Stage de coutellerie – Jacques forge son rythme
Jacques est venu passer une journée à l’atelier avec une envie simple :
fabriquer son couteau, de ses mains.
Mais très vite, il a compris que faire un couteau artisanal, ce n’est pas seulement suivre des étapes.
C’est retrouver un rythme.
Reprendre le geste
Au début, il y avait un peu de retenue.
Des gestes hésitants, un manque de fluidité.
Alors on reprend.
On ralentit.
On ajuste.
Dans un stage de coutellerie, il ne s’agit pas d’aller vite, mais d’être juste.
Chaque mouvement compte : précision, régularité, sensation de la matière.

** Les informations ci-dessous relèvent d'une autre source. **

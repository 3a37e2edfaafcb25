//! Outbound adapters implementing domain ports for external infrastructure.
//!
//! - **http**: reqwest-backed transport for the REST API
//! - **hub**: websocket connector for the notification hub
//!
//! Both adapters share one cookie jar, so the session cookies set by login
//! and refresh also authenticate the hub connection.

pub mod http;
pub mod hub;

Petit à petit, les gestes deviennent plus sûrs.
Le travail se pose.
Quand la feuille reste blanche
Pour le dessin, la feuille est restée… blanche.
Pas d’idée précise, pas de forme qui s’impose.
Et c’est souvent comme ça.
Alors Jacques a fait comme beaucoup :
il est allé puiser dans des lignes existantes, inspiré par des modèles de l’atelier.
Une base, qu’il s’est appropriée.
Comprendre plutôt que copier
Copier une forme, ce n’est pas tricher.
C’est apprendre.
On comprend les courbes, les équilibres, les proportions.
On découvre pourquoi un couteau coupe bien, pourquoi il tombe juste en main.
Et à la fin, même en partant d’un modèle,
le couteau devient le sien.
Une journée pour créer
Au fil des heures, Jacques a :
- travaillé sa lame
- affiné son émouture
- ajusté son manche
- corrigé ses gestes
Avec des essais, des erreurs… et des ajustements.
Comme toujours à l’atelier.
Un couteau fait main
En une journée, il est reparti avec son couteau de cuisine artisanal,
fait de ses mains.
Un couteau unique,
qui porte ses hésitations du début…
et la précision qu’il a su trouver ensuite.